ENTRIES SHOWN START
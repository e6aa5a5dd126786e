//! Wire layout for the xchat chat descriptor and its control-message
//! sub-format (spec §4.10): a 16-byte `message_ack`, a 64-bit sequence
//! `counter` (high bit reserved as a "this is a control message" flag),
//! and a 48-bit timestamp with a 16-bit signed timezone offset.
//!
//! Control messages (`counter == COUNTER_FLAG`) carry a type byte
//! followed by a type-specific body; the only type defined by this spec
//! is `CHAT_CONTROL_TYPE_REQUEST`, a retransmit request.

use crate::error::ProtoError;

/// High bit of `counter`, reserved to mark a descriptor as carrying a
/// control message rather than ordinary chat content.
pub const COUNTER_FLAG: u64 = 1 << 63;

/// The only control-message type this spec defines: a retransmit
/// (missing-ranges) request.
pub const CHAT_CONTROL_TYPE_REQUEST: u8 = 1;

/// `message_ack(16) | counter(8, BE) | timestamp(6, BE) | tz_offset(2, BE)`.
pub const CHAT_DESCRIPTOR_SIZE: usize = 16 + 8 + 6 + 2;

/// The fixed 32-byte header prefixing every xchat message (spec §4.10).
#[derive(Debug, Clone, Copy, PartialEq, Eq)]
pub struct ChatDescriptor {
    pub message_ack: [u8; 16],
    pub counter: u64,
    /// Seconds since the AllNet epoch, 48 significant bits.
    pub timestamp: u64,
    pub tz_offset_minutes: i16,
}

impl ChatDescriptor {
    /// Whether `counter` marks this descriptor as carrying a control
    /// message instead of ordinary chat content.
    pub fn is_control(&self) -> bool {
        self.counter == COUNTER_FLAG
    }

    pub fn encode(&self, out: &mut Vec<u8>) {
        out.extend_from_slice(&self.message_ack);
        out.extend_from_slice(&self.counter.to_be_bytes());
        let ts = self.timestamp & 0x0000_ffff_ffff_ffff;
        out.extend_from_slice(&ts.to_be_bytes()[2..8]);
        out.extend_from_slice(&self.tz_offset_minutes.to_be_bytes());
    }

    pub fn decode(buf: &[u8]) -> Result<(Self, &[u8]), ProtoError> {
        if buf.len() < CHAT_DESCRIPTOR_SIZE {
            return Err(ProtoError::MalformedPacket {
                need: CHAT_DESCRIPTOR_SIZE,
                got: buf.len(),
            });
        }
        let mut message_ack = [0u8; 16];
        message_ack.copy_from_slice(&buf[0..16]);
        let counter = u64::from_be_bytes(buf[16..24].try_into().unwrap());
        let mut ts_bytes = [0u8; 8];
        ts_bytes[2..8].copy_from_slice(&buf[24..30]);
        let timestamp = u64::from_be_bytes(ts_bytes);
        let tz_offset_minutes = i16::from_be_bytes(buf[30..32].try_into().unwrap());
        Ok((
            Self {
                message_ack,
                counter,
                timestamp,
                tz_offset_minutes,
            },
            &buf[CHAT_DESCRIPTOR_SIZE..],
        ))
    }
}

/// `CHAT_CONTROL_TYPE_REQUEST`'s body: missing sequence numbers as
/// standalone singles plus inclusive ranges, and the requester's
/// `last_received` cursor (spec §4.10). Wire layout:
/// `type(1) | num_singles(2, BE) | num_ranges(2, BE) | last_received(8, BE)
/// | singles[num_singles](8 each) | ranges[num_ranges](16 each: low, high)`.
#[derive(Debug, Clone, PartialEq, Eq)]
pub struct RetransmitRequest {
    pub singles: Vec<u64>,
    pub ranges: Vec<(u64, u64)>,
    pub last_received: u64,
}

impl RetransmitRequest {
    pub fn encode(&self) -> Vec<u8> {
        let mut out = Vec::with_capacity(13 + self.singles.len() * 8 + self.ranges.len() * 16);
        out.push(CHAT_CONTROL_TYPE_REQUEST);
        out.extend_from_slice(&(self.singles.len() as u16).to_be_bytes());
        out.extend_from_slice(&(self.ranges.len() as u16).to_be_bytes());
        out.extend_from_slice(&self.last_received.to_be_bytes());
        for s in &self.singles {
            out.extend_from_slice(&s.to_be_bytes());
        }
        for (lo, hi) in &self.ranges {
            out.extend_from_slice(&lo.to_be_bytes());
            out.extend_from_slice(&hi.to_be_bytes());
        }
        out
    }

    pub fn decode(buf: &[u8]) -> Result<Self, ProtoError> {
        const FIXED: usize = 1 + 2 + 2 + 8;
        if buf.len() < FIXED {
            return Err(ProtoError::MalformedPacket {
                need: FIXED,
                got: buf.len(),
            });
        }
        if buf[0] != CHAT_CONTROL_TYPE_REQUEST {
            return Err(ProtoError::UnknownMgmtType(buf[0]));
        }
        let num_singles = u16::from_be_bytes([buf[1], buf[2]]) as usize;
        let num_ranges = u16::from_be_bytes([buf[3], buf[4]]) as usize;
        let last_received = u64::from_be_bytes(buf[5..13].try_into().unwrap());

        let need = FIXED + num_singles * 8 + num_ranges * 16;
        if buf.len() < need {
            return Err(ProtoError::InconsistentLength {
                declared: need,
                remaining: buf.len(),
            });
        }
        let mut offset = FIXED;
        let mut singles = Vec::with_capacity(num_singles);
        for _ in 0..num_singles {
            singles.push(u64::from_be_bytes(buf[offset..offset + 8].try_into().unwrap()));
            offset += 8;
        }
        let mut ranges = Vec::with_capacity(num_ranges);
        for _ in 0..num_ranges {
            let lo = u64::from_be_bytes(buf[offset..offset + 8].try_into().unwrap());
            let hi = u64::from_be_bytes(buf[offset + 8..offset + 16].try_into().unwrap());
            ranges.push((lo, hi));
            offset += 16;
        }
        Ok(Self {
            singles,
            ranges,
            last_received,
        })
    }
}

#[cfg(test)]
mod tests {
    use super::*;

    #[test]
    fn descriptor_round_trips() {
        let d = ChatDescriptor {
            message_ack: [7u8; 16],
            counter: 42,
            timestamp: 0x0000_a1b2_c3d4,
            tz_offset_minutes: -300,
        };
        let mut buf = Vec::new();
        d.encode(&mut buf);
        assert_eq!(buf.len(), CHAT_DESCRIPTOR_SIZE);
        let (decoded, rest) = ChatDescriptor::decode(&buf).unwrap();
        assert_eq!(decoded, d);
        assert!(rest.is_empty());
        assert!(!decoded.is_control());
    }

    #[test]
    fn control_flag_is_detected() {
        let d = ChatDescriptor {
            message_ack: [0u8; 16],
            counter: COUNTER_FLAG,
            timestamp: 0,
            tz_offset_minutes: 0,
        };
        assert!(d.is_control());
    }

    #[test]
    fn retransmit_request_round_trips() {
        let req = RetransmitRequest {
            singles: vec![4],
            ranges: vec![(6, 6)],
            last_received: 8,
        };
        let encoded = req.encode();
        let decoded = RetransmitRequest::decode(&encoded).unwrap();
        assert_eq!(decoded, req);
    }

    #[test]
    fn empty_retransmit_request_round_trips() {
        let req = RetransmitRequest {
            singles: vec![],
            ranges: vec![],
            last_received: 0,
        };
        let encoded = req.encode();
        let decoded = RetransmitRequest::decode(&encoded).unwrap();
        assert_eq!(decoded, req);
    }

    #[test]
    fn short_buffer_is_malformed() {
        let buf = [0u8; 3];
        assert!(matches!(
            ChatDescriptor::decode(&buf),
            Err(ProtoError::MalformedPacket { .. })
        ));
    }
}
ENTRIES SHOWN END
ENTRIES SHOWN START
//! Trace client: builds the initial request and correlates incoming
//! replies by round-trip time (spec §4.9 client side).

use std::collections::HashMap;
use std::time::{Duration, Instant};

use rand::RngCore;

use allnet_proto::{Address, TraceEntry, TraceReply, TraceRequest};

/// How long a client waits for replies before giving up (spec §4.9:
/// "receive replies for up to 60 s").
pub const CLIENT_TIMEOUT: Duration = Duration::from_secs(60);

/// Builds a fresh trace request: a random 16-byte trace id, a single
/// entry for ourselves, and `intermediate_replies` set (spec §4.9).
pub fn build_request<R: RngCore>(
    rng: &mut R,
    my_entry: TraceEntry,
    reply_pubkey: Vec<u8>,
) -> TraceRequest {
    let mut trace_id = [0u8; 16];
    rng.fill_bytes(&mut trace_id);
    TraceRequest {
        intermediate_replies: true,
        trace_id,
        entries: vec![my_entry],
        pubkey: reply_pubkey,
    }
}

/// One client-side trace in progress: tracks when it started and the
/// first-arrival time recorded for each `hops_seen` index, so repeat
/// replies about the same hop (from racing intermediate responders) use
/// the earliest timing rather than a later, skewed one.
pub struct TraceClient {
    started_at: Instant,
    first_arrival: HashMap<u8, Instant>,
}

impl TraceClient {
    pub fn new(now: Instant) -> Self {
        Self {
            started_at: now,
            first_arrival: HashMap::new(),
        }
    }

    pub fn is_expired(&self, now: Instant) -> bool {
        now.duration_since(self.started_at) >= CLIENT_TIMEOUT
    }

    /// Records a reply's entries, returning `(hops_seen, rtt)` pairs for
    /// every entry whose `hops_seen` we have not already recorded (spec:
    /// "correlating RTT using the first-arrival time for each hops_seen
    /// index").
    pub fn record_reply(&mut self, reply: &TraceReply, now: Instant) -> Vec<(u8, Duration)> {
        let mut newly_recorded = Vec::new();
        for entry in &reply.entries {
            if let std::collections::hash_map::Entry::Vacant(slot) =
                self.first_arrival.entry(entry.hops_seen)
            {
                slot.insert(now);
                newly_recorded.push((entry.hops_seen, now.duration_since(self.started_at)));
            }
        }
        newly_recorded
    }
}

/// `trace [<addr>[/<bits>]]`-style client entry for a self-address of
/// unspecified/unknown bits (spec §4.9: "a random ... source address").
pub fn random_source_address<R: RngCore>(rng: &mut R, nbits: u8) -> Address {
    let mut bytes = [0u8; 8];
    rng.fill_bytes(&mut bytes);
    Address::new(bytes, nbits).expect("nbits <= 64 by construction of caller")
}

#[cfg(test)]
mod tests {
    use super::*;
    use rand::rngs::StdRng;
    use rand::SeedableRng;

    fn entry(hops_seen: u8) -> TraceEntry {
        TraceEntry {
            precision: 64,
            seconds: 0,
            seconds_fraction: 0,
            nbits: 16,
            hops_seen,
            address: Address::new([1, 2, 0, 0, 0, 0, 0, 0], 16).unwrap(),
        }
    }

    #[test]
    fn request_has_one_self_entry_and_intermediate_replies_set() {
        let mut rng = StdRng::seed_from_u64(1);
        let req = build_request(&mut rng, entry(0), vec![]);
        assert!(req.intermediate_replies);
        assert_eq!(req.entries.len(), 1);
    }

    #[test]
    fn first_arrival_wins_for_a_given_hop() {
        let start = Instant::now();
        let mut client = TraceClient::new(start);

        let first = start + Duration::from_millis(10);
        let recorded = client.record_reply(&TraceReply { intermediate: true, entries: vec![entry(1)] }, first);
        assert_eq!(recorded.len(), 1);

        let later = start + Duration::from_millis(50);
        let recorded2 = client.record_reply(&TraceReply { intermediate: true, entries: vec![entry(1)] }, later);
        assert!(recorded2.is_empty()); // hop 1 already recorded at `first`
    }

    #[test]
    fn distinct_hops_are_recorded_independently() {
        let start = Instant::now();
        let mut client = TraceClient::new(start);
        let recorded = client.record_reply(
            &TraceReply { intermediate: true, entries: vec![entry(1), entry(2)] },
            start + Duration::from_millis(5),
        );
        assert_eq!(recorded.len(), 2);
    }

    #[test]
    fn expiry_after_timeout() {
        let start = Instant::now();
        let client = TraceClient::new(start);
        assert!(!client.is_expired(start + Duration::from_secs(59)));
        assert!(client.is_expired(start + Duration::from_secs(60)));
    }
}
ENTRIES SHOWN END
From the entries above, return exactly the line containing "repository e6aa5a5dd126786e", the line containing "pub const COUNTER_FLAG: u64 = 1 << 63;", and all lines between, and nothing else.

repository e6aa5a5dd126786e
//! Wire layout for the xchat chat descriptor and its control-message
//! sub-format (spec §4.10): a 16-byte `message_ack`, a 64-bit sequence
//! `counter` (high bit reserved as a "this is a control message" flag),
//! and a 48-bit timestamp with a 16-bit signed timezone offset.
//!
//! Control messages (`counter == COUNTER_FLAG`) carry a type byte
//! followed by a type-specific body; the only type defined by this spec
//! is `CHAT_CONTROL_TYPE_REQUEST`, a retransmit request.

use crate::error::ProtoError;

/// High bit of `counter`, reserved to mark a descriptor as carrying a
/// control message rather than ordinary chat content.
pub const COUNTER_FLAG: u64 = 1 << 63;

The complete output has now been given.